In the general American understanding, kings of the past – any past – have ultimate power over their subjects. Subjects. Not citizens. Two very, very different ways to think about the vast majority of people who inhabit a nation. One group are expected to obey the whims of a singular individual (and that individual’s representatives). The other is tasked with a sacred duty to be informed enough to be able to rule themselves (it’s where the ‘of the people, by the people, and for the people’ comes from in Lincoln’s Gettysburg Address). In a monarchy, the government answers to the monarch. In a democracy or republic, the government answers to the people.

The people in Calvin's Case weren't citizens - they were subjects, and so they didn't have to swear allegiance to England to be English, they just had to show fealty to their king, James (and then later Charles I, Charles II, James II, etc).

The people in the US are, at least for the moment, still considered citizens. A citizen does not swear fealty to an individual person - they show allegiance to a country. What this administration is trying to do is to revoke the idea that citizens are loyal to the United States of America as a nation and are instead to swear fealty to the president, only allowing 'desirable' individuals to do so (they may not have said it yet, but it's coming). Unluckily for them, and for the lawyers from the article, the 14th Amendment's text is crystal clear.

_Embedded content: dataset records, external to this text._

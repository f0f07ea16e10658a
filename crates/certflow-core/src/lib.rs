pub mod config;
pub mod error;
pub mod event;
pub mod graph;
pub mod node;
pub mod registry;
pub mod traits;
pub mod types;

pub use config::AppConfig;
pub use error::{CertflowError, Result};
pub use event::{EventBus, RunEvent};
pub use graph::WorkflowGraph;
pub use node::{NodeKind, NodeType, WorkflowNode};
pub use registry::{ProviderFactoryOptions, ProviderRegistry, Registries};
pub use types::*;
use std::collections::BTreeMap;
use std::time::Duration;

use certflow_core::config::HttpConfig;
use certflow_core::error::{CertflowError, Result};
use certflow_core::node::{config_bool, config_i64, config_str};
use certflow_core::types::ConfigMap;

/// HTTP client settings shared by every built-in provider.
#[derive(Debug, Clone)]
pub struct HttpSettings {
    pub timeout: Duration,
    pub user_agent: String,
}

impl From<&HttpConfig> for HttpSettings {
    fn from(c: &HttpConfig) -> Self {
        Self {
            timeout: Duration::from_secs(c.timeout_secs),
            user_agent: c.user_agent.clone(),
        }
    }
}

impl Default for HttpSettings {
    fn default() -> Self {
        Self::from(&HttpConfig::default())
    }
}

impl HttpSettings {
    /// Build a client, optionally overriding the timeout and accepting
    /// self-signed endpoints.
    pub fn client(
        &self,
        timeout_secs: Option<i64>,
        allow_insecure: bool,
    ) -> Result<reqwest::Client> {
        let timeout = timeout_secs
            .filter(|t| *t > 0)
            .map(|t| Duration::from_secs(t as u64))
            .unwrap_or(self.timeout);
        reqwest::Client::builder()
            .timeout(timeout)
            .user_agent(&self.user_agent)
            .danger_accept_invalid_certs(allow_insecure)
            .build()
            .map_err(|e| CertflowError::Http(format!("Failed to create HTTP client: {}", e)))
    }
}

/// Parse `Key: Value` lines into a header map with canonical key casing.
pub fn parse_headers(raw: &str) -> Result<BTreeMap<String, String>> {
    let mut headers = BTreeMap::new();
    for line in raw.lines().map(str::trim).filter(|l| !l.is_empty()) {
        let (key, value) = line
            .split_once(':')
            .ok_or_else(|| CertflowError::Config(format!("invalid header line '{line}'")))?;
        let key = canonical_header_key(key.trim());
        if key.is_empty() {
            return Err(CertflowError::Config(format!("invalid header line '{line}'")));
        }
        headers.insert(key, value.trim().to_string());
    }
    Ok(headers)
}

fn canonical_header_key(key: &str) -> String {
    key.split('-')
        .map(|part| {
            let mut chars = part.chars();
            match chars.next() {
                Some(first) => {
                    first.to_ascii_uppercase().to_string() + &chars.as_str().to_ascii_lowercase()
                }
                None => String::new(),
            }
        })
        .collect::<Vec<_>>()
        .join("-")
}

/// Replace `${NAME}` placeholders. When `json_escape` is set, values are
/// escaped for embedding inside a JSON string literal.
pub fn render_template(template: &str, vars: &[(&str, &str)], json_escape: bool) -> String {
    let mut out = template.to_string();
    for (name, value) in vars {
        let replacement = if json_escape {
            let quoted = serde_json::Value::String(value.to_string()).to_string();
            quoted[1..quoted.len() - 1].to_string()
        } else {
            value.to_string()
        };
        out = out.replace(&format!("${{{name}}}"), &replacement);
    }
    out
}

/// Webhook endpoint settings merged from an access record and a node's
/// provider config. Node values take precedence.
#[derive(Debug, Clone)]
pub struct WebhookSettings {
    pub url: String,
    pub method: reqwest::Method,
    pub headers: BTreeMap<String, String>,
    /// Body template; empty means the provider's default JSON body.
    pub data: String,
    pub timeout_secs: Option<i64>,
    pub allow_insecure: bool,
}

impl WebhookSettings {
    pub fn merge(provider: &str, access: &ConfigMap, extended: &ConfigMap) -> Result<Self> {
        let url = config_str(access, "url");
        if url.is_empty() {
            return Err(CertflowError::Config(format!("{provider}: webhook url is required")));
        }
        let method_raw = config_str(access, "method");
        let method = if method_raw.is_empty() {
            reqwest::Method::POST
        } else {
            method_raw
                .to_ascii_uppercase()
                .parse()
                .map_err(|_| {
                    CertflowError::Config(format!("{provider}: invalid method '{method_raw}'"))
                })?
        };

        let mut headers = parse_headers(&config_str(access, "headers"))?;
        headers.extend(parse_headers(&config_str(extended, "headers"))?);

        let extended_data = config_str(extended, "webhookData");
        let data = if extended_data.is_empty() {
            config_str(access, "data")
        } else {
            extended_data
        };

        Ok(Self {
            url,
            method,
            headers,
            data,
            timeout_secs: config_i64(extended, "timeout"),
            allow_insecure: config_bool(access, "allowInsecureConnections"),
        })
    }

    fn content_type(&self) -> String {
        self.headers
            .get("Content-Type")
            .cloned()
            .unwrap_or_else(|| "application/json".to_string())
    }

    /// Send `vars` either through the body template or as a JSON object.
    pub async fn send(
        &self,
        provider: &str,
        http: &HttpSettings,
        vars: &[(&str, &str)],
    ) -> Result<reqwest::Response> {
        let client = http.client(self.timeout_secs, self.allow_insecure)?;
        let content_type = self.content_type();
        let is_json = content_type.contains("json");

        let mut request = client
            .request(self.method.clone(), &self.url)
            .header("Content-Type", content_type);
        for (k, v) in self.headers.iter().filter(|(k, _)| k.as_str() != "Content-Type") {
            request = request.header(k.as_str(), v.as_str());
        }

        let body = if self.data.is_empty() {
            let object: serde_json::Map<String, serde_json::Value> = vars
                .iter()
                .map(|(k, v)| (default_field_name(k), serde_json::Value::String(v.to_string())))
                .collect();
            serde_json::Value::Object(object).to_string()
        } else {
            render_template(&self.data, vars, is_json)
        };

        let response = request
            .body(body)
            .send()
            .await
            .map_err(|e| CertflowError::provider(provider, format!("request failed: {e}")))?;

        let status = response.status();
        if !status.is_success() {
            let text = response.text().await.unwrap_or_default();
            return Err(CertflowError::provider(
                provider,
                format!("webhook returned HTTP {} - {}", status.as_u16(), text),
            ));
        }
        Ok(response)
    }
}

/// `PRIVATE_KEY` -> `privateKey`
fn default_field_name(placeholder: &str) -> String {
    let mut out = String::new();
    for (i, part) in placeholder.split('_').enumerate() {
        let lower = part.to_ascii_lowercase();
        if i == 0 {
            out.push_str(&lower);
        } else {
            let mut chars = lower.chars();
            if let Some(first) = chars.next() {
                out.push(first.to_ascii_uppercase());
                out.push_str(chars.as_str());
            }
        }
    }
    out
}

#[cfg(test)]
mod tests {
    use super::*;
    use serde_json::json;

    fn map(v: serde_json::Value) -> ConfigMap {
        v.as_object().cloned().unwrap()
    }

    #[test]
    fn test_parse_headers_canonicalises() {
        let h = parse_headers("content-type: text/plain\n\nx-api-KEY:  abc \n").unwrap();
        assert_eq!(h.get("Content-Type").map(String::as_str), Some("text/plain"));
        assert_eq!(h.get("X-Api-Key").map(String::as_str), Some("abc"));
        assert!(parse_headers("no colon here").is_err());
    }

    #[test]
    fn test_render_template_escapes_for_json() {
        let out = render_template(
            r#"{"cert":"${CERTIFICATE}"}"#,
            &[("CERTIFICATE", "a\nb\"c")],
            true,
        );
        assert_eq!(out, r#"{"cert":"a\nb\"c"}"#);
        let raw = render_template("cert=${CERTIFICATE}", &[("CERTIFICATE", "a\nb")], false);
        assert_eq!(raw, "cert=a\nb");
    }

    #[test]
    fn test_merge_prefers_node_values() {
        let access = map(json!({
            "url": "https://hooks.example.com",
            "method": "put",
            "headers": "Authorization: Bearer a\nX-Env: prod",
            "data": "{}"
        }));
        let extended = map(json!({
            "headers": "x-env: staging",
            "webhookData": "node",
            "timeout": 5
        }));
        let s = WebhookSettings::merge("webhook", &access, &extended).unwrap();
        assert_eq!(s.method, reqwest::Method::PUT);
        assert_eq!(s.headers["X-Env"], "staging");
        assert_eq!(s.headers["Authorization"], "Bearer a");
        assert_eq!(s.data, "node");
        assert_eq!(s.timeout_secs, Some(5));
    }

    #[test]
    fn test_merge_requires_url() {
        let err =
            WebhookSettings::merge("webhook", &ConfigMap::new(), &ConfigMap::new()).unwrap_err();
        assert!(matches!(err, CertflowError::Config(_)));
    }

    #[test]
    fn test_default_field_name() {
        assert_eq!(default_field_name("PRIVATE_KEY"), "privateKey");
        assert_eq!(default_field_name("SUBJECT"), "subject");
    }
}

Section 1. All persons born or naturalized in the United States, and subject to the jurisdiction thereof, are citizens of the United States and of the State wherein they reside. No State shall make or enforce any law which shall abridge the privileges or immunities of citizens of the United States; nor shall any State deprive any person of life, liberty, or property, without due process of law; nor deny to any person within its jurisdiction the equal protection of the laws.

Emphasis mine.

So while the Constitution is the charter upon which the foundation of our country rests - that is what it says. Regardless of whatever the hell English Common Law states, the 14th Amendment secures the right for all persons born or naturalized to the country to citizenship. If we are going to use English Common Law to define our legal system, then at least we can keep access to birthright citizenship.

According to gov.uk:

You were born on or after 1 July 2006

  • You’re automatically a British citizen if, when you were born, one of your parents was a British citizen or settled in the UK.
  • You can register to become a British citizen if, when you were born, neither of your parents were British citizens or settled in the UK.
  • You must not have spent more than 90 days outside the UK in each of the first 10 years of your life.
  • Explain on the form if there are special reasons that you spent more time outside the UK.

Emphasis mine.

"A republic, if you can keep it." Indeed.

*While the majority of my published research focuses on queens, gender, and theatre in Western Europe, I regularly teach US history and did one of my comprehensive exam fields explicitly focusing on the intersections of race, gender, and citizenship in American history.